Your goal.
The lines to copy are those in the listing that hold the word "bytes".

--------------------------------

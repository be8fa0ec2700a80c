//! Supabase Storage implementation of `ImageStorage`.
//!
//! Uploads go to `POST /storage/v1/object/{bucket}/{key}` with `x-upsert: true`,
//! authorised with the uploader's token when present so bucket policies apply.

use async_trait::async_trait;
use reqwest::Method;

use crate::domain::foundation::{DomainError, ErrorCode};
use crate::ports::ImageStorage;

use super::client::{check_status, transport_error};
use super::SupabaseClient;

/// `ImageStorage` backed by a Supabase Storage bucket.
#[derive(Debug, Clone)]
pub struct SupabaseImageStorage {
    client: SupabaseClient,
    bucket: String,
}

impl SupabaseImageStorage {
    pub fn new(client: SupabaseClient) -> Self {
        let bucket = client.config().image_bucket.clone();
        Self { client, bucket }
    }
}

#[async_trait]
impl ImageStorage for SupabaseImageStorage {
    async fn upload(
        &self,
        key: &str,
        bytes: Vec<u8>,
        content_type: &str,
        access_token: Option<&str>,
    ) -> Result<String, DomainError> {
        let url = self
            .client
            .storage_url(&format!("object/{}/{}", self.bucket, key));
        let request = match access_token {
            Some(token) => self.client.request_as(Method::POST, url, token),
            None => self.client.request(Method::POST, url),
        };
        let response = request
            .header("Content-Type", content_type)
            .header("x-upsert", "true")
            .body(bytes)
            .send()
            .await
            .map_err(transport_error)?;
        check_status(response).await.map_err(|e| {
            DomainError::new(ErrorCode::StorageError, e.message().to_string())
                .with_detail("key", key)
        })?;
        Ok(self.public_url(key))
    }

    fn public_url(&self, key: &str) -> String {
        self.client
            .storage_url(&format!("object/public/{}/{}", self.bucket, key))
    }
}

#[cfg(test)]
mod tests {
    use super::*;
    use crate::adapters::supabase::SupabaseConfig;

    #[test]
    fn public_url_points_at_public_object_path() {
        let config = SupabaseConfig::new("https://abc.supabase.co", "key").with_image_bucket("images");
        let storage = SupabaseImageStorage::new(SupabaseClient::new(config).unwrap());

        assert_eq!(
            storage.public_url("posts/x.png"),
            "https://abc.supabase.co/storage/v1/object/public/images/posts/x.png"
        );
    }
}
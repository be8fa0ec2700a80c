//! `ImageStorage` over the in-memory object map.

use async_trait::async_trait;

use crate::domain::foundation::DomainError;
use crate::ports::ImageStorage;

use super::store::StoredObject;
use super::MemoryBackend;

#[async_trait]
impl ImageStorage for MemoryBackend {
    async fn upload(
        &self,
        key: &str,
        bytes: Vec<u8>,
        content_type: &str,
        _access_token: Option<&str>,
    ) -> Result<String, DomainError> {
        self.tables.write().await.objects.insert(
            key.to_string(),
            StoredObject {
                bytes,
                content_type: content_type.to_string(),
            },
        );
        Ok(self.public_url(key))
    }

    fn public_url(&self, key: &str) -> String {
        format!("{}/{}", self.public_base, key)
    }
}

--------------------------------

Solution for this exercise.
        bytes: Vec<u8>,
            .body(bytes)
        bytes: Vec<u8>,
                bytes,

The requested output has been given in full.